Greece outshines in bonds and manufacturing
With global economic growth sluggish and inflation low, bond yields tumbled. At the peak in August, 40% of developed market government debt had a negative yield. The bond market generated a long list of other remarkable statistics in 2019. We gasped when Italian 10-year yields fell below 1% in August and held our breath as they hit 0.5% a month later. Almost the entire Italian yield curve now lies below its US equivalent. But the prize for the best performer in the EU goes to Greece, a market that few investors would touch a few years ago as they restructured their debt and 10-year yields reached 35%. Today, Greek government bonds now yield just 1.5% at 10-year maturities, a decline of 2.8 percentage points year-to-date with a yield curve which also lies below that of US Treasuries. To top it all, Greece enjoys one of strongest manufacturing purchasing managers’ index (PMI) whereas that for Germany is in recession territory.

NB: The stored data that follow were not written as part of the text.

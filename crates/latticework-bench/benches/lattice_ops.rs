//! Criterion micro-benchmarks for lattice construction and traversal.

use std::hint::black_box;

use criterion::{criterion_group, criterion_main, Criterion};
use latticework_core::CoordVector;
use latticework_space::{Boundary, LatticeBuilder};
use latticework_test_utils::torus;

/// Benchmark: Build a 100x100 cyclic grid from a single cell.
fn bench_build_torus_10k(c: &mut Criterion) {
    c.bench_function("build_torus_10k", |b| {
        b.iter(|| {
            let mut builder = LatticeBuilder::new(0u8, 1).unwrap();
            builder.add_dimension(100, Boundary::Cyclic).unwrap();
            builder.add_dimension(100, Boundary::Cyclic).unwrap();
            black_box(builder.into_lattice());
        });
    });
}

/// Benchmark: Build a 20x20x20 grid with mixed boundaries.
fn bench_build_mixed_8k(c: &mut Criterion) {
    c.bench_function("build_mixed_8k", |b| {
        b.iter(|| {
            let mut builder = LatticeBuilder::new(0u8, 1).unwrap();
            builder.add_dimension(20, Boundary::Linear).unwrap();
            builder.add_dimension(20, Boundary::Cyclic).unwrap();
            builder.add_dimension(20, Boundary::Linear).unwrap();
            black_box(builder.into_lattice());
        });
    });
}

/// Benchmark: Breadth-first traversal over all 10K cells.
fn bench_traverse_torus_10k(c: &mut Criterion) {
    let lattice = torus(0u8, 100, 2).unwrap();

    c.bench_function("traverse_torus_10k", |b| {
        b.iter(|| {
            let n = lattice.iter().count();
            black_box(n);
        });
    });
}

/// Benchmark: relative_cell() for 1000 deterministic offsets on a 100x100 torus.
fn bench_relative_cell_torus(c: &mut Criterion) {
    let lattice = torus(0u8, 100, 2).unwrap();
    let origin = lattice.origin();

    let offsets: Vec<[i32; 2]> = (0u64..1000)
        .map(|i| {
            let x = (i.wrapping_mul(6364136223846793007) % 200) as i32 - 100;
            let y = (i.wrapping_mul(1442695040888963407) % 200) as i32 - 100;
            [x, y]
        })
        .collect();

    c.bench_function("relative_cell_torus", |b| {
        b.iter(|| {
            for off in &offsets {
                black_box(lattice.relative_cell(origin, off).unwrap());
            }
        });
    });
}

/// Benchmark: Coordinate lookup of the far corner on a 30x30 torus.
fn bench_cell_by_coord(c: &mut Criterion) {
    let lattice = torus(0u8, 30, 2).unwrap();
    let corner = CoordVector::from_slice(&[29, 29]);

    c.bench_function("cell_by_coord_900", |b| {
        b.iter(|| black_box(lattice.cell_by_coord(&corner)));
    });
}

criterion_group!(
    benches,
    bench_build_torus_10k,
    bench_build_mixed_8k,
    bench_traverse_torus_10k,
    bench_relative_cell_torus,
    bench_cell_by_coord
);
criterion_main!(benches);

Bond markets may have enjoyed a strong rally in 2019 but investors required nerves of steel or good fortune to make the most of the performance. The year-to-date return on 30-year German bunds hit 33% in August but they have since given back almost half of that and are now up ‘only’ 18%. Investors in the Austrian 100-year bond had an even more volatile ride: up 80% year-to-date in August and 46% now. By contrast, the UK gilt market was a sideshow.
Growth stocks outperform
Tumbling interest rates provided the background for the strong performance in equity markets, led by the NASDAQ. This provides further evidence for the role of interest rates, as the index is weighted towards ‘growth’ or ‘long duration’ stocks that benefit most from lower interest rates. It certainly wasn’t earnings’ strength that pushed markets higher: most major markets look set for flat or negative growth in earnings in 2019. Indeed, one of the most powerful themes in equity markets in recent years – the outperformance of ‘growth’ versus ‘value’ – was propelled further by declining interest rates and, on some measures, now looks fundamentally overvalued.
Emerging markets have struggled
Emerging market (EM) equities produced decent returns in absolute terms but underperformed developed markets (DM) consistently over the year. It remains to be seen whether the significant interest rates cuts in EM generate a revival in 2020. China undoubtedly suffered from the tariffs imposed by President Trump, which went far further than expected by most market participants, including ourselves. But other EM markets delivered similar lack lustre performance. The FTSE-100 was one of the few DM indices that matched EM’s underperformance. It is traditionally a defensive market but also suffered from being the biggest underweight in global portfolios according to most surveys due to Brexit uncertainty.